Naperville divorce lawyersFinancial issues can be not only a major point of contention during the divorce process, they can also be a reason for the marriage failing in the first place. In fact, the American Psychological Association reports that 31 percent of people in a marriage or romantic relationship claim that finances are a significant source of conflict. However, it is possible for a married couple to healthily address finances and work through challenges that arise, which may save your marriage and help you avoid resorting to divorce.

Tips for Addressing Finances With Your Spouse

The following suggestions can help you and your spouse prevent destructive conflict over finances both before and during your marriage:

  • Be honest with each other.
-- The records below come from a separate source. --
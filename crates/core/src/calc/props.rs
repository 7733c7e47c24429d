//! Property-based tests for the calculation engine.

use proptest::prelude::*;
use rust_decimal::Decimal;

use payrun_shared::types::money::round_money;

use super::engine::CalcEngine;
use super::types::{PaymentMode, RateSet, TaxInput, VatDecision};

/// Strategy to generate positive base amounts (0.01 to 10,000,000.00).
fn positive_base() -> impl Strategy<Value = Decimal> {
    (1i64..1_000_000_000i64).prop_map(|cents| Decimal::new(cents, 2))
}

/// Strategy to generate rates (0.00% to 50.00%).
fn rate() -> impl Strategy<Value = Decimal> {
    (0i64..5_000i64).prop_map(|v| Decimal::new(v, 4))
}

/// Strategy to generate partial percentages (0.01 to 100.00).
fn percentage() -> impl Strategy<Value = Decimal> {
    (1i64..=10_000i64).prop_map(|v| Decimal::new(v, 2))
}

fn vat_decision() -> impl Strategy<Value = VatDecision> {
    prop_oneof![
        Just(VatDecision::Yes),
        Just(VatDecision::No),
        Just(VatDecision::Exempt),
    ]
}

fn payment_mode() -> impl Strategy<Value = PaymentMode> {
    prop_oneof![
        Just(PaymentMode::BankTransfer),
        Just(PaymentMode::Cheque),
        Just(PaymentMode::MobileMoney),
    ]
}

fn rate_set() -> impl Strategy<Value = RateSet> {
    (rate(), rate(), rate(), rate()).prop_map(|(wht, levy, vat, momo)| RateSet {
        wht_rate: Some(wht),
        levy_rate: Some(levy),
        vat_rate: vat,
        momo_rate: momo,
    })
}

fn tax_input() -> impl Strategy<Value = TaxInput> {
    (positive_base(), vat_decision(), payment_mode()).prop_map(|(base, vat, mode)| TaxInput {
        base_amount: base,
        vat_decision: vat,
        payment_mode: mode,
    })
}

proptest! {
    #![proptest_config(ProptestConfig::with_cases(256))]

    /// Every monetary component is already at 2 decimal places: rounding is
    /// applied exactly once, at the end of each component computation.
    #[test]
    fn prop_components_carry_two_decimal_places(
        input in tax_input(),
        rates in rate_set(),
    ) {
        let b = CalcEngine::compute_taxes(&input, &rates);

        for component in [b.base, b.wht, b.levy, b.vat, b.momo_charge, b.net_payable] {
            prop_assert_eq!(round_money(component), component);
        }
    }

    /// `net_payable` is exactly `base + levy + vat - wht` over the rounded
    /// components; no second rounding pass is applied to the sum.
    #[test]
    fn prop_net_payable_identity(
        input in tax_input(),
        rates in rate_set(),
    ) {
        let b = CalcEngine::compute_taxes(&input, &rates);
        prop_assert_eq!(b.net_payable, b.base + b.levy + b.vat - b.wht);
    }

    /// No component is negative for a positive base and non-negative rates.
    #[test]
    fn prop_components_non_negative(
        input in tax_input(),
        rates in rate_set(),
    ) {
        let b = CalcEngine::compute_taxes(&input, &rates);

        for component in [b.wht, b.levy, b.vat, b.momo_charge] {
            prop_assert!(!component.is_sign_negative());
        }
    }

    /// With resolved rates the unresolved flag is never raised.
    #[test]
    fn prop_resolved_rates_never_flag(
        input in tax_input(),
        rates in rate_set(),
    ) {
        let b = CalcEngine::compute_taxes(&input, &rates);
        prop_assert!(!b.rates_unresolved);
    }

    /// An unresolved withholding rate raises the flag for every vendor the
    /// withholding regime applies to, and never yields a non-zero wht.
    #[test]
    fn prop_unresolved_wht_flags_or_is_irrelevant(
        input in tax_input(),
        mut rates in rate_set(),
    ) {
        rates.wht_rate = None;
        let b = CalcEngine::compute_taxes(&input, &rates);

        prop_assert_eq!(b.wht, Decimal::ZERO);
        prop_assert_eq!(b.rates_unresolved, input.vat_decision.withholding_applies());
    }

    /// Partial recomputation at 100% is identical to the full computation.
    #[test]
    fn prop_partial_at_hundred_equals_full(
        input in tax_input(),
        rates in rate_set(),
    ) {
        let full = CalcEngine::compute_taxes(&input, &rates);
        let partial = CalcEngine::compute_partial_payment(&input, &rates, Decimal::ONE_HUNDRED)
            .expect("100% is a valid percentage");
        prop_assert_eq!(full, partial);
    }

    /// A partial payment plus its complement reconstructs the full figure
    /// only up to per-component rounding: each of the two runs rounds five
    /// components independently, so the recombined net payable may drift
    /// from the single-run net by at most one cent per component and run.
    ///
    /// Rates here are linear; the drift is purely the rounding boundary.
    /// The exact counter-case lives in the engine unit tests.
    #[test]
    fn prop_partial_split_reconstructs_within_rounding(
        input in tax_input(),
        rates in rate_set(),
        pct in percentage(),
    ) {
        prop_assume!(pct < Decimal::ONE_HUNDRED);

        let full = CalcEngine::compute_taxes(&input, &rates);
        let part = CalcEngine::compute_partial_payment(&input, &rates, pct)
            .expect("generated percentage is valid");
        let rest = CalcEngine::compute_partial_payment(
            &input,
            &rates,
            Decimal::ONE_HUNDRED - pct,
        )
        .expect("complement percentage is valid");

        let drift = (part.net_payable + rest.net_payable - full.net_payable).abs();
        prop_assert!(drift <= Decimal::new(10, 2), "drift {drift} exceeds rounding bound");
    }

    /// Scaling the base scales the pre-rounding components linearly: the
    /// partial base itself is the rounded scaled base.
    #[test]
    fn prop_partial_base_is_rounded_scaled_base(
        input in tax_input(),
        rates in rate_set(),
        pct in percentage(),
    ) {
        let part = CalcEngine::compute_partial_payment(&input, &rates, pct)
            .expect("generated percentage is valid");
        let expected = round_money(input.base_amount * pct / Decimal::ONE_HUNDRED);
        prop_assert_eq!(part.base, expected);
    }
}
Before getting married, you and your partner should have an open conversation about your financial situation, including your existing assets and debts, so that there are no surprises later on. During your marriage, avoid hiding purchases from your spouse that can damage trust and your family’s financial situation.
  • Create a budget together. A thorough conversation about your income, expenses, and spending goals can be helpful early in your marriage to ensure that both partners have input in decisions and a shared understanding of how you will manage your finances.
  • Try to avoid excessive debts. Each partner may enter the marriage with existing debts, and you may acquire more as a couple, from mortgages, to vehicle loans, to credit cards. Excessive debt can create immense stress on a relationship, so you should make a plan to avoid incurring debt that you cannot handle, and to pay down debts that are creating a burden.
  • Discuss your plan for your kids. If you and your spouse plan to have kids together, you should be aware of the financial cost and plan accordingly. You will need to ensure that you can provide for their basic needs and interests at least until they reach the age of 18, and you may want to plan for higher education expenses as well.
  • Consider a prenuptial agreement. You may find it helpful to legally formalize your agreement over finances in the form of a prenuptial agreement that clarifies each partner's ownership of assets and plans for the division of property and spousal support in the event of a divorce. 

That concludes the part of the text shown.